EF-1/Kinectin Interaction Is Important for Protein Synthesis—Since the elongation factor-1 complex is important for protein synthesis, we investigated the functional consequence of disrupting the EF-1/kinectin interaction on the protein synthesis of a model secretory protein, chromogranin B (40). 48 h postretransfection with morpholinos, the cells were microinjected with pEGFP-chromogranin B or pEGFP-only constructs for another 2 h. The protein expression levels were quantified by measuring the average fluorescent intensity per surface area. The expression level of chromogranin B was significantly reduced in cells treated with the splice-blocking morpholinos (Fig. 5A, c-e).

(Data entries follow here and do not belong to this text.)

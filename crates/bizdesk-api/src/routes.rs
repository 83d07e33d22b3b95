// ============================================================================
// BizDesk API - Router
// File: crates/bizdesk-api/src/routes.rs
// ============================================================================

use std::time::Duration;

use axum::{
    extract::DefaultBodyLimit,
    http::{header, HeaderName, HeaderValue, Method},
    routing::{get, patch, post, put},
    Router,
};
use tower_http::{
    cors::{Any, CorsLayer},
    request_id::{MakeRequestUuid, PropagateRequestIdLayer, SetRequestIdLayer},
    trace::{DefaultMakeSpan, TraceLayer},
};
use tracing::warn;

use bizdesk_shared::constants::{HEADER_API_KEY, HEADER_REQUEST_ID, HEADER_TENANT_ID, MAX_REQUEST_BODY_BYTES};

use crate::handlers::{
    auth, calendar, contacts, health, notifications, payroll, products, projects, pto, staff, tax_documents,
};
use crate::state::AppState;

/// Every route of the service. Tenant-scoped handlers authenticate through
/// the `CurrentTenant` extractor, so public and scoped routes share one tree.
pub fn build_router(state: AppState, cors_origins: &[String]) -> Router {
    let public_routes = Router::new()
        .route("/health", get(health::health_check))
        .route("/health/ready", get(health::readiness_check))
        .route("/api/auth/login", post(auth::login))
        .route("/api/tenants", post(auth::register_tenant));

    let tenant_routes = Router::new()
        .route("/api/tenants/current", get(auth::current_tenant))
        // Staff & roles
        .route("/api/staff", get(staff::list_staff).post(staff::create_staff))
        .route(
            "/api/staff/{id}",
            get(staff::get_staff).put(staff::update_staff).delete(staff::delete_staff),
        )
        .route("/api/roles", get(staff::list_roles).post(staff::create_role))
        .route("/api/roles/{id}", axum::routing::delete(staff::delete_role))
        // Catalog
        .route("/api/products", get(products::list_products).post(products::create_product))
        .route(
            "/api/products/{id}",
            get(products::get_product)
                .put(products::update_product)
                .delete(products::delete_product),
        )
        .route("/api/products/{id}/images", post(products::upload_image))
        .route("/api/products/{id}/enrich", post(products::enrich_product))
        .route("/api/products/{id}/enrich/apply", post(products::apply_enrichment))
        .route(
            "/api/products/{id}/variants",
            get(products::list_variants).post(products::create_variant),
        )
        .route(
            "/api/variants/{id}",
            put(products::update_variant).delete(products::delete_variant),
        )
        // Tax documents
        .route("/api/tax-documents", get(tax_documents::list_documents))
        .route("/api/tax-documents/sync", post(tax_documents::sync_documents))
        .route("/api/tax-documents/{id}", get(tax_documents::get_document))
        // Payroll
        .route("/api/payroll", get(payroll::list_runs).post(payroll::create_run))
        .route("/api/payroll/{id}", get(payroll::get_run).delete(payroll::delete_run))
        .route("/api/payroll/{id}/approve", post(payroll::approve_run))
        .route("/api/payroll/{id}/pay", post(payroll::pay_run))
        // PTO
        .route("/api/pto", get(pto::list_requests).post(pto::create_request))
        .route(
            "/api/pto/{id}",
            get(pto::get_request).patch(pto::review_request).delete(pto::cancel_request),
        )
        // Calendar
        .route("/api/events", get(calendar::list_events).post(calendar::create_event))
        .route(
            "/api/events/{id}",
            get(calendar::get_event)
                .put(calendar::update_event)
                .delete(calendar::delete_event),
        )
        // Contacts
        .route("/api/contacts", get(contacts::list_contacts).post(contacts::create_contact))
        .route(
            "/api/contacts/{id}",
            get(contacts::get_contact)
                .put(contacts::update_contact)
                .delete(contacts::delete_contact),
        )
        // Projects & tasks
        .route("/api/projects", get(projects::list_projects).post(projects::create_project))
        .route(
            "/api/projects/{id}",
            get(projects::get_project)
                .put(projects::update_project)
                .delete(projects::delete_project),
        )
        .route("/api/tasks", get(projects::list_tasks).post(projects::create_task))
        .route(
            "/api/tasks/{id}",
            get(projects::get_task).put(projects::update_task).delete(projects::delete_task),
        )
        .route("/api/tasks/{id}/status", patch(projects::set_task_status))
        // Notifications
        .route(
            "/api/notification-templates",
            get(notifications::list_templates).post(notifications::create_template),
        )
        .route(
            "/api/notification-templates/{id}",
            put(notifications::update_template).delete(notifications::delete_template),
        )
        .route(
            "/api/notification-rules",
            get(notifications::list_rules).post(notifications::create_rule),
        )
        .route(
            "/api/notification-rules/{id}",
            put(notifications::update_rule).delete(notifications::delete_rule),
        )
        .route("/api/notifications", get(notifications::list_mine))
        .route("/api/notifications/read-all", post(notifications::mark_all_read))
        .route("/api/notifications/{id}/read", patch(notifications::mark_read));

    let request_id = HeaderName::from_static(HEADER_REQUEST_ID);

    Router::new()
        .merge(public_routes)
        .merge(tenant_routes)
        .with_state(state)
        .layer(cors_layer(cors_origins))
        .layer(PropagateRequestIdLayer::new(request_id.clone()))
        .layer(TraceLayer::new_for_http().make_span_with(DefaultMakeSpan::default().include_headers(false)))
        .layer(SetRequestIdLayer::new(request_id, MakeRequestUuid))
        .layer(DefaultBodyLimit::max(MAX_REQUEST_BODY_BYTES))
}

/// Permissive when no origin (or `*`) is configured.
fn cors_layer(origins: &[String]) -> CorsLayer {
    let headers = [
        header::CONTENT_TYPE,
        header::AUTHORIZATION,
        HeaderName::from_static(HEADER_TENANT_ID),
        HeaderName::from_static(HEADER_API_KEY),
    ];
    let methods = [
        Method::GET,
        Method::POST,
        Method::PUT,
        Method::PATCH,
        Method::DELETE,
        Method::OPTIONS,
    ];

    if origins.is_empty() || origins.iter().any(|o| o == "*") {
        return CorsLayer::new()
            .allow_origin(Any)
            .allow_methods(methods)
            .allow_headers(headers)
            .max_age(Duration::from_secs(3600));
    }

    let allowed: Vec<HeaderValue> = origins
        .iter()
        .filter_map(|o| match o.parse::<HeaderValue>() {
            Ok(v) => Some(v),
            Err(_) => {
                warn!(origin = %o, "Ignoring invalid CORS origin");
                None
            }
        })
        .collect();

    CorsLayer::new()
        .allow_origin(allowed)
        .allow_methods(methods)
        .allow_headers(headers)
        .max_age(Duration::from_secs(3600))
}

#[cfg(test)]
mod tests {
    use super::*;

    #[test]
    fn test_cors_layer_skips_invalid_origins() {
        let _ = cors_layer(&["https://app.example.cl".to_string(), "bad\norigin".to_string()]);
        let _ = cors_layer(&[]);
    }
}
// ============================================================================
// BizDesk API - Payroll Handlers
// File: crates/bizdesk-api/src/handlers/payroll.rs
// ============================================================================

use std::collections::HashMap;

use axum::extract::State;
use chrono::NaiveDate;
use serde::Deserialize;
use uuid::Uuid;

use bizdesk_core::domain::PayrollRun;
use bizdesk_core::services::NewPayrollRun;
use bizdesk_shared::{Page, Pagination};

use super::{created, ok, ApiResult, Created};
use crate::extractors::{ApiJson, ApiPath, ApiQuery, CurrentTenant};
use crate::response::Deleted;
use crate::state::AppState;

#[derive(Debug, Deserialize)]
pub struct CreatePayrollRequest {
    pub period_start: NaiveDate,
    pub period_end: NaiveDate,
    /// Staff id to bonus, CLP.
    #[serde(default)]
    pub bonuses: HashMap<Uuid, i64>,
}

/// GET /api/payroll
pub async fn list_runs(
    State(state): State<AppState>,
    CurrentTenant(ctx): CurrentTenant,
    ApiQuery(pagination): ApiQuery<Pagination>,
) -> ApiResult<Page<PayrollRun>> {
    ok(state.payroll.list(&ctx, pagination.normalized()).await?)
}

/// GET /api/payroll/{id}
pub async fn get_run(
    State(state): State<AppState>,
    CurrentTenant(ctx): CurrentTenant,
    ApiPath(id): ApiPath<Uuid>,
) -> ApiResult<PayrollRun> {
    ok(state.payroll.get(&ctx, &id).await?)
}

/// POST /api/payroll
pub async fn create_run(
    State(state): State<AppState>,
    CurrentTenant(ctx): CurrentTenant,
    ApiJson(payload): ApiJson<CreatePayrollRequest>,
) -> Created<PayrollRun> {
    let run = state
        .payroll
        .create(
            &ctx,
            NewPayrollRun {
                period_start: payload.period_start,
                period_end: payload.period_end,
                bonuses: payload.bonuses,
            },
        )
        .await?;
    created(run)
}

/// POST /api/payroll/{id}/approve
pub async fn approve_run(
    State(state): State<AppState>,
    CurrentTenant(ctx): CurrentTenant,
    ApiPath(id): ApiPath<Uuid>,
) -> ApiResult<PayrollRun> {
    ok(state.payroll.approve(&ctx, &id).await?)
}

/// POST /api/payroll/{id}/pay
pub async fn pay_run(
    State(state): State<AppState>,
    CurrentTenant(ctx): CurrentTenant,
    ApiPath(id): ApiPath<Uuid>,
) -> ApiResult<PayrollRun> {
    ok(state.payroll.mark_paid(&ctx, &id).await?)
}

/// DELETE /api/payroll/{id}
pub async fn delete_run(
    State(state): State<AppState>,
    CurrentTenant(ctx): CurrentTenant,
    ApiPath(id): ApiPath<Uuid>,
) -> ApiResult<Deleted> {
    state.payroll.delete(&ctx, &id).await?;
    Ok(axum::Json(Deleted::ok()))
}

The average signal per surface area for untransfected and control morpholino-treated cells is 100 and 87 ± 5.5% respectively, compared with 61.3 ± 3.4, 70 ± 5.0, and 61.8 ± 4.6% in cells transfected with HS1, HS2, and HS1 plus HS2, respectively (Fig. 5B). In contrast, the expression level of GFP-only protein was increased in cells transfected with splice-blocking morpholinos (Fig. 5C, c-e). The average signal per surface area for untransfected and control-morpholino treated cells is 100 and 107 ± 7.1%, respectively, compared with 145 ± 9.8, 143 ± 9.5, and 128 ± 8.8% in cells transfected with HS1, HS2, and HS1 plus HS2, respectively (Fig. 5D). These results lead us to hypothesize that kinectin potentially plays a role in regulating protein synthesis in eukaryotic cells.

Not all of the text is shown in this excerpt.